From 140b1c672f33cf1391745d86e06d8418124d9124 Mon Sep 17 00:00:00 2001
From: Tomas Vondra <tomas@2ndquadrant.com>
Date: Fri, 6 Sep 2024 19:37:15 +0200
Subject: [PATCH v20240906 2/5] PoC: support for mark/restore

---
 src/backend/access/index/indexam.c       |  35 ++++---
 src/backend/access/nbtree/nbtree.c       | 111 +++++++++++++++++++++++
 src/backend/access/nbtree/nbtsearch.c    |   2 +-
 src/backend/executor/nodeIndexonlyscan.c |  11 +--
 src/backend/executor/nodeIndexscan.c     |  11 +--
 src/include/access/nbtree.h              |   2 +
 src/include/access/relscan.h             |   6 ++
 7 files changed, 153 insertions(+), 25 deletions(-)
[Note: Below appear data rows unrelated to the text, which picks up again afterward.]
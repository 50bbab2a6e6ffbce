//! # Pool Graph
//!
//! Models a nested pool (a pool whose tokens may themselves be pools) as a tree, so a
//! join or exit on the root can be decomposed into ordered actions against every nested
//! pool and leaf token.
//!
//! ## Overview
//!
//! - [`GraphBuilder`] expands a root pool id into a [`PoolGraph`], one repository lookup
//!   per node, splitting proportions by pool balances
//! - [`PoolGraph::order_by_bfs`] flattens the tree level by level, root first
//! - [`PoolGraph::root_path`] extracts the single chain from an input token up to the
//!   root, with proportions rewritten so the whole amount flows through that chain
//! - [`leaf_addresses`] lists the input/output tokens of a node sequence
//!
//! ## Storage
//!
//! Nodes live in an arena and refer to each other through [`NodeId`] handles: a parent
//! owns its child list, a child keeps a plain handle back to its parent. A built graph is
//! never mutated; path extraction writes its copies into a new arena.

pub mod actions;
pub mod builder;
pub mod error;
pub mod linear;
pub mod nodes;
pub mod path;
pub mod traversal;

pub use actions::{ExitAction, JoinAction};
pub use builder::GraphBuilder;
pub use error::PoolGraphError;
pub use nodes::{Node, NodeId, NodeKind};
pub use path::NodePath;
pub use traversal::{is_proportional_pools, leaf_addresses};

use ethers::types::Address;
use std::ops::Index;

/// Arena of [`Node`]s rooted at a single pool.
#[derive(Debug, Clone)]
pub struct PoolGraph {
    nodes: Vec<Node>,
    root: NodeId,
}

impl PoolGraph {
    pub(crate) fn empty() -> Self {
        Self {
            nodes: Vec::new(),
            root: NodeId(0),
        }
    }

    pub(crate) fn push(&mut self, node: Node) -> NodeId {
        self.nodes.push(node);
        NodeId(self.nodes.len() - 1)
    }

    pub(crate) fn node_mut(&mut self, id: NodeId) -> &mut Node {
        &mut self.nodes[id.0]
    }

    pub(crate) fn set_root(&mut self, root: NodeId) {
        self.root = root;
    }

    pub fn root_id(&self) -> NodeId {
        self.root
    }

    pub fn root(&self) -> &Node {
        &self[self.root]
    }

    /// # Panics
    ///
    /// Panics if `id` was not handed out by this graph.
    pub fn node(&self, id: NodeId) -> &Node {
        &self[id]
    }

    pub fn get(&self, id: NodeId) -> Option<&Node> {
        self.nodes.get(id.0)
    }

    pub fn len(&self) -> usize {
        self.nodes.len()
    }

    pub fn is_empty(&self) -> bool {
        self.nodes.is_empty()
    }

    /// Nodes in arena (creation) order.
    pub fn iter(&self) -> impl Iterator<Item = &Node> + '_ {
        self.nodes.iter()
    }

    /// Resolves a handle sequence, e.g. the output of [`PoolGraph::order_by_bfs`].
    pub fn resolve<'a>(&'a self, ids: &'a [NodeId]) -> impl Iterator<Item = &'a Node> + 'a {
        ids.iter().map(move |id| &self[*id])
    }

    pub fn parent(&self, id: NodeId) -> Option<&Node> {
        self[id].parent.map(|p| &self[p])
    }

    pub fn children(&self, id: NodeId) -> impl Iterator<Item = &Node> + '_ {
        self[id].children.iter().map(move |c| &self[*c])
    }

    /// First node in arena order with this address.
    pub fn find_by_address(&self, address: Address) -> Option<NodeId> {
        self.nodes
            .iter()
            .position(|n| n.address == address)
            .map(NodeId)
    }
}

impl Index<NodeId> for PoolGraph {
    type Output = Node;

    fn index(&self, id: NodeId) -> &Node {
        &self.nodes[id.0]
    }
}
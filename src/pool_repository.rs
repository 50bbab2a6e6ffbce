//! # Pool Repository
//!
//! Collaborator traits the pool graph consumes. The graph never talks to a chain or an
//! indexer directly: every pool it expands comes from a [`PoolRepository`], and every
//! spot price from a [`SpotPriceSource`].
//!
//! ## Implementations
//!
//! - [`InMemoryPoolRepository`](crate::cache::InMemoryPoolRepository): lock-free map of
//!   records, used for fixtures and for pre-fetched pool sets
//! - [`FallbackPoolRepository`](crate::fallback_repository::FallbackPoolRepository):
//!   ordered list of sources with per-source timeouts
//!
//! ## Example
//!
//! ```rust,no_run
//! use pool_graph_sdk::pool_repository::PoolRepository;
//! use pool_graph_sdk::pools::PoolRecord;
//! use async_trait::async_trait;
//! use ethers::types::Address;
//!
//! struct SubgraphPools { /* http client */ }
//!
//! #[async_trait]
//! impl PoolRepository for SubgraphPools {
//!     fn name(&self) -> &'static str {
//!         "Subgraph"
//!     }
//!
//!     async fn find_by_id(&self, id: &str) -> anyhow::Result<Option<PoolRecord>> {
//!         // query by id
//!         # let _ = id; Ok(None)
//!     }
//!
//!     async fn find_by_address(&self, address: Address) -> anyhow::Result<Option<PoolRecord>> {
//!         // query by address
//!         # let _ = address; Ok(None)
//!     }
//! }
//! ```

use anyhow::Result;
use async_trait::async_trait;
use ethers::prelude::Address;

use crate::pools::PoolRecord;

/// Source of pool records.
///
/// `Ok(None)` means the address is not a pool. The graph builder treats an `Err` the same
/// way after logging it: retries and fallbacks are the repository's concern.
///
/// # Thread Safety
///
/// Repositories must be `Send + Sync` so one instance can serve concurrent builds.
#[async_trait]
pub trait PoolRepository: Send + Sync {
    /// Name used in logs.
    fn name(&self) -> &'static str;

    async fn find_by_id(&self, id: &str) -> Result<Option<PoolRecord>>;

    async fn find_by_address(&self, address: Address) -> Result<Option<PoolRecord>>;
}

#[async_trait]
impl<R: PoolRepository + ?Sized> PoolRepository for std::sync::Arc<R> {
    fn name(&self) -> &'static str {
        (**self).name()
    }

    async fn find_by_id(&self, id: &str) -> Result<Option<PoolRecord>> {
        (**self).find_by_id(id).await
    }

    async fn find_by_address(&self, address: Address) -> Result<Option<PoolRecord>> {
        (**self).find_by_address(address).await
    }
}

/// Spot price of one pool token quoted in another.
///
/// Prices are returned as fixed-point decimal strings, e.g. `"1.002534"`.
pub trait SpotPriceSource: Send + Sync {
    fn spot_price(&self, pool: &PoolRecord, token: Address, quote: Address) -> Result<String>;
}
//! Root path extraction.
//!
//! Given the BFS order of a built graph and the token a caller wants to join with (or
//! exit to), [`PoolGraph::root_path`] returns the chain of nodes from that token up to
//! the root. The input node carries 100% of the amount; every ancestor carries 0, its
//! amount being implied by its one active child. Siblings of the input under its first
//! ancestor are kept as deactivated placeholders with index 0. Higher ancestors keep
//! their other children with their original indices.
//!
//! Entering at a pool keeps that pool on the path: the chain is
//! `[input, pool copy, ..., root copy]` and the pool copy's own children are deactivated.
//!
//! The chain is written into a fresh arena. The source graph is only read.

use ethers::types::{Address, U256};
use tracing::debug;

use super::error::PoolGraphError;
use super::nodes::{Node, NodeId};
use super::PoolGraph;
use crate::normalization::one;

/// Chain of nodes from an input token up to the root, in its own arena.
#[derive(Debug, Clone)]
pub struct NodePath {
    graph: PoolGraph,
    order: Vec<NodeId>,
}

impl NodePath {
    /// Arena holding the chain and the deactivated siblings. Its root is the root copy.
    pub fn graph(&self) -> &PoolGraph {
        &self.graph
    }

    /// Handles in chain order: input first, root last.
    pub fn ids(&self) -> &[NodeId] {
        &self.order
    }

    pub fn nodes(&self) -> impl Iterator<Item = &Node> + '_ {
        self.graph.resolve(&self.order)
    }

    pub fn input(&self) -> &Node {
        &self.graph[self.order[0]]
    }

    pub fn len(&self) -> usize {
        self.order.len()
    }

    pub fn is_empty(&self) -> bool {
        self.order.is_empty()
    }

    pub fn into_parts(self) -> (PoolGraph, Vec<NodeId>) {
        (self.graph, self.order)
    }
}

impl PoolGraph {
    /// Extracts the path from `input_token` to the root.
    ///
    /// `ordered` must be a BFS order of this graph (root first). Ancestor copies are
    /// indexed `starting_index + 1`, `starting_index + 2`, ... from the input upwards.
    /// When `input_token` is a pool, that pool's copy is the first ancestor.
    ///
    /// # Errors
    ///
    /// [`PoolGraphError::InvalidInputToken`] when the token is the root's own token, is
    /// not a valid address, or does not appear in `ordered`.
    pub fn root_path(
        &self,
        ordered: &[NodeId],
        input_token: &str,
        starting_index: usize,
    ) -> Result<NodePath, PoolGraphError> {
        let invalid = || PoolGraphError::InvalidInputToken(input_token.to_string());

        let input: Address = input_token.trim().parse().map_err(|_| invalid())?;
        let root = ordered.first().map(|id| &self[*id]).ok_or_else(invalid)?;
        if root.address == input {
            return Err(invalid());
        }

        let matched_id = ordered
            .iter()
            .copied()
            .find(|id| self[*id].address == input)
            .ok_or_else(invalid)?;
        let matched = &self[matched_id];

        let mut path = PoolGraph::empty();
        // A leaf entry takes its own slot among the parent's children. A pool entry keeps
        // its copy on the path and the synthesized input hangs in front of its children.
        let (input_node, mut on_path, mut ancestor) = if matched.is_leaf {
            let leaf = Node {
                proportion_of_parent: one(),
                index: 0,
                ..matched.clone()
            };
            (leaf, Some(matched_id), matched.parent)
        } else {
            let (synth, _) =
                Node::input(0, matched.address, matched.decimals, matched.parent, one());
            (synth, None, Some(matched_id))
        };
        let input_id = path.push(input_node);
        path.node_mut(input_id).parent = None;

        let mut order = vec![input_id];
        let mut previous = input_id;
        let mut next_index = starting_index + 1;
        let mut first_ancestor = true;

        while let Some(original_id) = ancestor {
            let original = &self[original_id];
            // Ancestors carry no amount of their own; the active child implies it.
            let copy_id = path.push(Node {
                proportion_of_parent: U256::zero(),
                index: next_index,
                children: Vec::new(),
                parent: None,
                ..original.clone()
            });

            let mut children = Vec::with_capacity(original.children.len() + 1);
            if on_path.is_none() {
                children.push(previous);
            }
            for &child in &original.children {
                if Some(child) == on_path {
                    children.push(previous);
                } else {
                    let sibling = self.copy_subtree(child, copy_id, &mut path);
                    if first_ancestor {
                        path.node_mut(sibling).index = 0;
                    }
                    children.push(sibling);
                }
            }
            path.node_mut(copy_id).children = children;
            path.node_mut(previous).parent = Some(copy_id);

            order.push(copy_id);
            previous = copy_id;
            on_path = Some(original_id);
            first_ancestor = false;
            next_index += 1;
            ancestor = original.parent;
        }
        path.set_root(previous);

        debug!(
            "Root path for {:?}: {} nodes, {} placeholders",
            input,
            order.len(),
            path.len() - order.len()
        );
        Ok(NodePath { graph: path, order })
    }

    /// Deep-copies the subtree at `id` into `into`, under `parent`.
    fn copy_subtree(&self, id: NodeId, parent: NodeId, into: &mut PoolGraph) -> NodeId {
        let original = &self[id];
        let copy_id = into.push(Node {
            parent: Some(parent),
            children: Vec::new(),
            ..original.clone()
        });
        let children = original
            .children
            .iter()
            .map(|&child| self.copy_subtree(child, copy_id, into))
            .collect();
        into.node_mut(copy_id).children = children;
        copy_id
    }
}
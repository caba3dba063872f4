//! Error types for the task list.
//!
//! Every user-input condition is recoverable: the shell prints the error's
//! message and redraws the menu. Only console I/O failures end a session.

use thiserror::Error;

/// Main error type for task list operations
#[derive(Error, Debug)]
pub enum TaskError {
    // =========================================================================
    // Manager Errors
    // =========================================================================
    /// Description was empty or whitespace only
    #[error("Description must not be empty.")]
    EmptyDescription,

    /// No task carries the requested identifier
    #[error("No task found with ID {id}.")]
    NotFound { id: i64 },

    // =========================================================================
    // Shell Input Errors
    // =========================================================================
    /// Task ID input was not an integer
    #[error("Invalid ID.")]
    InvalidId { input: String },

    /// Menu input did not name a known option
    #[error("Invalid option. Please choose an option from 1 to 6.")]
    InvalidOption { input: String },

    // =========================================================================
    // Wrapped Errors
    // =========================================================================
    /// IO error wrapper
    #[error(transparent)]
    Io(#[from] std::io::Error),
}

impl TaskError {
    /// Create an invalid ID error
    pub fn invalid_id(input: impl Into<String>) -> Self {
        Self::InvalidId {
            input: input.into(),
        }
    }

    /// Create an invalid option error
    pub fn invalid_option(input: impl Into<String>) -> Self {
        Self::InvalidOption {
            input: input.into(),
        }
    }

    /// The raw line the user typed, for input rejected at the shell
    pub fn input(&self) -> Option<&str> {
        match self {
            Self::InvalidId { input } | Self::InvalidOption { input } => {
                Some(input.as_str())
            }
            _ => None,
        }
    }

    /// Check if this error came from user input and leaves state untouched
    pub fn is_user_error(&self) -> bool {
        !matches!(self, Self::Io(_))
    }
}

/// Type alias for task list results
pub type Result<T> = std::result::Result<T, TaskError>;

#[cfg(test)]
mod tests {
    use super::*;

    #[test]
    fn test_error_display() {
        assert_eq!(
            TaskError::EmptyDescription.to_string(),
            "Description must not be empty."
        );
        assert_eq!(
            TaskError::NotFound { id: 99 }.to_string(),
            "No task found with ID 99."
        );
        assert_eq!(TaskError::invalid_id("abc").to_string(), "Invalid ID.");
        assert!(TaskError::invalid_option("7")
            .to_string()
            .contains("from 1 to 6"));
    }

    #[test]
    fn test_is_user_error() {
        assert!(TaskError::EmptyDescription.is_user_error());
        assert!(TaskError::NotFound { id: 1 }.is_user_error());
        assert!(TaskError::invalid_id("x").is_user_error());
        assert!(TaskError::invalid_option("x").is_user_error());
    }

    #[test]
    fn test_invalid_id_keeps_input() {
        let err = TaskError::invalid_id("12abc");
        if let TaskError::InvalidId { input } = err {
            assert_eq!(input, "12abc");
        } else {
            panic!("Wrong error variant");
        }
    }

    #[test]
    fn test_input_of_shell_errors() {
        assert_eq!(TaskError::invalid_id("12abc").input(), Some("12abc"));
        assert_eq!(TaskError::invalid_option(" 1 ").input(), Some(" 1 "));
        assert_eq!(TaskError::EmptyDescription.input(), None);
        assert_eq!(TaskError::NotFound { id: 3 }.input(), None);
    }

    #[test]
    fn test_error_from_io() {
        let io_err = std::io::Error::new(std::io::ErrorKind::BrokenPipe, "pipe closed");
        let err: TaskError = io_err.into();
        assert!(matches!(err, TaskError::Io(_)));
        assert!(!err.is_user_error());
        assert!(err.to_string().contains("pipe closed"));
    }
}
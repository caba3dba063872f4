//! Task record types.
//!
//! - [`TaskId`] - Sequential identifier handed out by the manager
//! - [`Task`] - One to-do item and its display rendering

use chrono::{DateTime, Local};
use std::fmt;

// ============================================================================
// Task Identifier
// ============================================================================

/// Identifier of a task within one manager.
///
/// Identifiers start at 1 and are never reused, even after deletion.
///
/// # Example
///
/// ```
/// use tasklist::tracker::TaskId;
///
/// let id = TaskId::new(3);
/// assert_eq!(id.get(), 3);
/// assert_eq!(id.to_string(), "3");
/// ```
#[derive(Debug, Clone, Copy, PartialEq, Eq, PartialOrd, Ord, Hash)]
pub struct TaskId(u32);

impl TaskId {
    /// The first identifier a fresh manager hands out.
    pub const FIRST: TaskId = TaskId(1);

    /// Wrap a raw identifier value.
    #[must_use]
    pub const fn new(value: u32) -> Self {
        Self(value)
    }

    /// Get the raw identifier value.
    #[must_use]
    pub const fn get(self) -> u32 {
        self.0
    }

    /// The identifier following this one.
    #[must_use]
    pub(crate) fn next(self) -> Self {
        Self(self.0 + 1)
    }
}

impl From<u32> for TaskId {
    fn from(value: u32) -> Self {
        Self(value)
    }
}

impl From<TaskId> for i64 {
    fn from(id: TaskId) -> Self {
        i64::from(id.0)
    }
}

impl fmt::Display for TaskId {
    fn fmt(&self, f: &mut fmt::Formatter<'_>) -> fmt::Result {
        write!(f, "{}", self.0)
    }
}

// ============================================================================
// Task
// ============================================================================

/// A single to-do item.
///
/// The identifier, description and creation time are fixed at construction.
/// The completion flag only ever moves from `false` to `true`.
#[derive(Debug, Clone, PartialEq, Eq)]
pub struct Task {
    id: TaskId,
    description: String,
    completed: bool,
    created_at: DateTime<Local>,
}

impl Task {
    /// Create a pending task stamped with the current local time.
    ///
    /// The caller is responsible for rejecting empty descriptions.
    #[must_use]
    pub fn new(id: TaskId, description: impl Into<String>) -> Self {
        Self::with_created_at(id, description, Local::now())
    }

    /// Create a pending task with an explicit creation time.
    #[must_use]
    pub fn with_created_at(
        id: TaskId,
        description: impl Into<String>,
        created_at: DateTime<Local>,
    ) -> Self {
        Self {
            id,
            description: description.into(),
            completed: false,
            created_at,
        }
    }

    /// Get the task identifier.
    #[must_use]
    pub fn id(&self) -> TaskId {
        self.id
    }

    /// Get the task description.
    #[must_use]
    pub fn description(&self) -> &str {
        &self.description
    }

    /// Whether the task has been completed.
    #[must_use]
    pub fn is_completed(&self) -> bool {
        self.completed
    }

    /// When the task was created.
    #[must_use]
    pub fn created_at(&self) -> DateTime<Local> {
        self.created_at
    }

    /// Mark the task completed. Completing twice is a no-op.
    pub fn mark_completed(&mut self) {
        self.completed = true;
    }
}

impl fmt::Display for Task {
    fn fmt(&self, f: &mut fmt::Formatter<'_>) -> fmt::Result {
        let marker = if self.completed { '✓' } else { ' ' };
        write!(
            f,
            "[{}] {}. {} ({})",
            marker,
            self.id,
            self.description,
            self.created_at.format("%d/%m/%Y")
        )
    }
}
//! Menu choices and input parsing for the shell.

use crate::error::{Result, TaskError};
use std::fmt;
use std::str::FromStr;

/// The menu lines shown before every choice.
pub const MENU_LINES: [&str; 6] = [
    "1. Add task",
    "2. List tasks",
    "3. Mark task as completed",
    "4. Delete task",
    "5. Show statistics",
    "6. Exit",
];

/// One entry of the numbered main menu.
#[derive(Debug, Clone, Copy, PartialEq, Eq)]
pub enum MenuChoice {
    Add,
    List,
    Complete,
    Delete,
    Stats,
    Exit,
}

impl FromStr for MenuChoice {
    type Err = TaskError;

    fn from_str(s: &str) -> Result<Self> {
        match s {
            "1" => Ok(Self::Add),
            "2" => Ok(Self::List),
            "3" => Ok(Self::Complete),
            "4" => Ok(Self::Delete),
            "5" => Ok(Self::Stats),
            "6" => Ok(Self::Exit),
            other => Err(TaskError::invalid_option(other)),
        }
    }
}

impl fmt::Display for MenuChoice {
    fn fmt(&self, f: &mut fmt::Formatter<'_>) -> fmt::Result {
        match self {
            MenuChoice::Add => write!(f, "add"),
            MenuChoice::List => write!(f, "list"),
            MenuChoice::Complete => write!(f, "complete"),
            MenuChoice::Delete => write!(f, "delete"),
            MenuChoice::Stats => write!(f, "stats"),
            MenuChoice::Exit => write!(f, "exit"),
        }
    }
}

/// Parse a task ID typed by the user.
///
/// Accepts any 32-bit signed integer; surrounding whitespace is ignored.
///
/// # Errors
///
/// Returns [`TaskError::InvalidId`] for anything that is not an integer.
pub fn parse_task_id(input: &str) -> Result<i32> {
    input
        .trim()
        .parse::<i32>()
        .map_err(|_| TaskError::invalid_id(input))
}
diff --git a/src/backend/access/index/indexam.c b/src/backend/access/index/indexam.c
index d170c1d439d..26ffdc9a383 100644
--- a/src/backend/access/index/indexam.c
+++ b/src/backend/access/index/indexam.c
@@ -497,16 +497,9 @@ index_restrpos(IndexScanDesc scan)
 	scan->indexRelation->rd_indam->amrestrpos(scan);
 
 	/*
-	 * Reset the batch, to make it look empty.
-	 *
-	 * Done after the amrescan() call, in case the AM needs some of the batch
-	 * info (e.g. to properly transfer the killed tuples).
-	 *
-	 * XXX This is a bit misleading, because index_batch_reset does not reset
-	 * the killed tuples. So if that's the only justification, we could have
-	 * done it before the call.
+	 * Don't reset the batch here - amrestrpos should have has already loaded
+	 * the new batch, so don't throw that away.
 	 */
-	index_batch_reset(scan);
 }
 
 /*
@@ -1311,9 +1304,17 @@ AssertCheckBatchInfo(IndexScanDesc scan)
 		((scan)->xs_batch->nheaptids == ((scan)->xs_batch->currIndex + 1)) : \
 		((scan)->xs_batch->currIndex == 0))
 
-/* Does the batch items in the requested direction? */
+/*
+ * Does the batch items in the requested direction? The batch must be non-empty
+ * and we should not have reached the end of the batch (in the direction).
+ * Also, if we just restored the position after mark/restore, there should be
+ * at least one item to process (we won't advance  on the next call).
+ *
+ * XXX This is a bit confusing / ugly, probably should rethink how we track
+ * empty batches, and how we handle not advancing after a restore.
+ */
 #define INDEX_BATCH_HAS_ITEMS(scan, direction) \
-	(!INDEX_BATCH_IS_EMPTY(scan) && !INDEX_BATCH_IS_PROCESSED(scan, direction))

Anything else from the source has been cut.